What the task asks: Every line below that has "Focus" in it should be copied.

Data section START

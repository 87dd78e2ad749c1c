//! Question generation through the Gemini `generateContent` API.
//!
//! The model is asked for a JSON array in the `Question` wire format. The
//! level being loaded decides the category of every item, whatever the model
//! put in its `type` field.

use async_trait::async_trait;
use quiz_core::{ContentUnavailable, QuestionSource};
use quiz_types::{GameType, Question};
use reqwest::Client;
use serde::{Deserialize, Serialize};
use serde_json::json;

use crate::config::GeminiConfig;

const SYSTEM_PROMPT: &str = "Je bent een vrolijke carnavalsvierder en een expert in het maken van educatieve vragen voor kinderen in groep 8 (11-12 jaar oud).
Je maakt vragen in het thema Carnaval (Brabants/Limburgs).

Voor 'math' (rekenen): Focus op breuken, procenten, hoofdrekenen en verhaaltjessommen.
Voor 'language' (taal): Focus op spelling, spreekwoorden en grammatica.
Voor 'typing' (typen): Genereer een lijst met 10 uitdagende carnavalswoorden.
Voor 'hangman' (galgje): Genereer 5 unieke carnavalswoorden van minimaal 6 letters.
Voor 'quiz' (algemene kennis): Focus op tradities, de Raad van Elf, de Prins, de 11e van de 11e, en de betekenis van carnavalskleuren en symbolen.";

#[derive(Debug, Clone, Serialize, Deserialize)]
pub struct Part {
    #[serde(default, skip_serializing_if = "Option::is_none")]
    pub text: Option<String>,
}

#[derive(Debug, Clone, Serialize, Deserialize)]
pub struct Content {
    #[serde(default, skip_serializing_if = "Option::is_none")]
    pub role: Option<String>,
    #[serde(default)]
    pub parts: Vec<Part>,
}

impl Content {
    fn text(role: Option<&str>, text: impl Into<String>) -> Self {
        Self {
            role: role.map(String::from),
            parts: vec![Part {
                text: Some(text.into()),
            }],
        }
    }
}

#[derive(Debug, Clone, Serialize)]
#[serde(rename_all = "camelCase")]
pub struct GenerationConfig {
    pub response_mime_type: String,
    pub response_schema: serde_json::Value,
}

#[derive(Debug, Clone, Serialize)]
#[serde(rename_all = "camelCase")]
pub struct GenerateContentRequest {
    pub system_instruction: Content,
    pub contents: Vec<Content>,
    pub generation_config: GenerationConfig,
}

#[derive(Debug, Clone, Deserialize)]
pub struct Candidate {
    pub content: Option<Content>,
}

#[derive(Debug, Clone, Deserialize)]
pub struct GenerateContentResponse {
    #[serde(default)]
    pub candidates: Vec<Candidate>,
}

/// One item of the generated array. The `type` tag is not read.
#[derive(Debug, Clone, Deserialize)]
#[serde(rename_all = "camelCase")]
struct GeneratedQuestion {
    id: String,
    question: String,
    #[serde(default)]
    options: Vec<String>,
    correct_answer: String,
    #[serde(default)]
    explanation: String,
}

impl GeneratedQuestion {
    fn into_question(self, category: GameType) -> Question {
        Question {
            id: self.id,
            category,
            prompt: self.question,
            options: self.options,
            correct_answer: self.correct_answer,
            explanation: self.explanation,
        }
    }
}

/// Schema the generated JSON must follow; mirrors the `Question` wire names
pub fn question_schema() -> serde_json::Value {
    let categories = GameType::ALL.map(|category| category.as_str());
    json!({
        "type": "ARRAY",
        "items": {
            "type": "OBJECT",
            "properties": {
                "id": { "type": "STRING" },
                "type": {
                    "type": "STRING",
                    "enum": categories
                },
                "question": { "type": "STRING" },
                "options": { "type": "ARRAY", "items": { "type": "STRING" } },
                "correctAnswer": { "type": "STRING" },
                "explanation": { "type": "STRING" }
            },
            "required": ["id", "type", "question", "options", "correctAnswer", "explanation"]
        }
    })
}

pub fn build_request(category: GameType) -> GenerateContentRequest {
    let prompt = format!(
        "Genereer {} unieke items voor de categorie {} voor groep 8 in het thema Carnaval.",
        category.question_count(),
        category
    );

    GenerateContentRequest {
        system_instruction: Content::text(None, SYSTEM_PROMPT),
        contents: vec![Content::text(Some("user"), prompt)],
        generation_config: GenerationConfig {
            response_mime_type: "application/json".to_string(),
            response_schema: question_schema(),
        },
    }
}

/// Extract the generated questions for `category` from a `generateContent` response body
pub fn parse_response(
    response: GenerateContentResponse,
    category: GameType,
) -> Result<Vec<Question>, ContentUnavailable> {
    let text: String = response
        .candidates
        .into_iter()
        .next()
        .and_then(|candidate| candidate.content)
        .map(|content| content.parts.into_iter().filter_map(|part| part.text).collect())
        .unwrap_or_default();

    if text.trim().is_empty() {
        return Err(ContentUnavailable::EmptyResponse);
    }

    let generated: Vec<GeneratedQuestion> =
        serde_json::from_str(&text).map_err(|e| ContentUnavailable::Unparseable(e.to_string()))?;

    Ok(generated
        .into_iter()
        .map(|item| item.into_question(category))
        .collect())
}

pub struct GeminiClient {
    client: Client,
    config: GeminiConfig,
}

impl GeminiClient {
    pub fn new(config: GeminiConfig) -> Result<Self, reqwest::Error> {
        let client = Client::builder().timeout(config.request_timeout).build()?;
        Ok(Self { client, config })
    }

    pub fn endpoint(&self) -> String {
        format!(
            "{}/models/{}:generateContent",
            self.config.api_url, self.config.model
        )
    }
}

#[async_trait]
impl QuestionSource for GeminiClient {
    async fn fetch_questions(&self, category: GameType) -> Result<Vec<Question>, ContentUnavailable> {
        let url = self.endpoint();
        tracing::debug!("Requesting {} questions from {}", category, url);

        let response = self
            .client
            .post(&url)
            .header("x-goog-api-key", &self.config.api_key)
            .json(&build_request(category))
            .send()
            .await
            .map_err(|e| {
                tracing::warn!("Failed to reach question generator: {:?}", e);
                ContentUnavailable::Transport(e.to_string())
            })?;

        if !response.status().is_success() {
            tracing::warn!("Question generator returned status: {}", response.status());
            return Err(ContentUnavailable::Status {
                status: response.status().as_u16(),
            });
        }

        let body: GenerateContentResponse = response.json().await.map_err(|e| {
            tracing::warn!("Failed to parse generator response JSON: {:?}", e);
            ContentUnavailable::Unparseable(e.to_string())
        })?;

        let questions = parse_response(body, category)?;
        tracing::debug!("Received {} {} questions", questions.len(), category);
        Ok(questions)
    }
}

Data section END

Result of this exercise:
Voor 'math' (rekenen): Focus op breuken, procenten, hoofdrekenen en verhaaltjessommen.
Voor 'language' (taal): Focus op spelling, spreekwoorden en grammatica.
Voor 'quiz' (algemene kennis): Focus op tradities, de Raad van Elf, de Prins, de 11e van de 11e, en de betekenis van carnavalskleuren en symbolen.";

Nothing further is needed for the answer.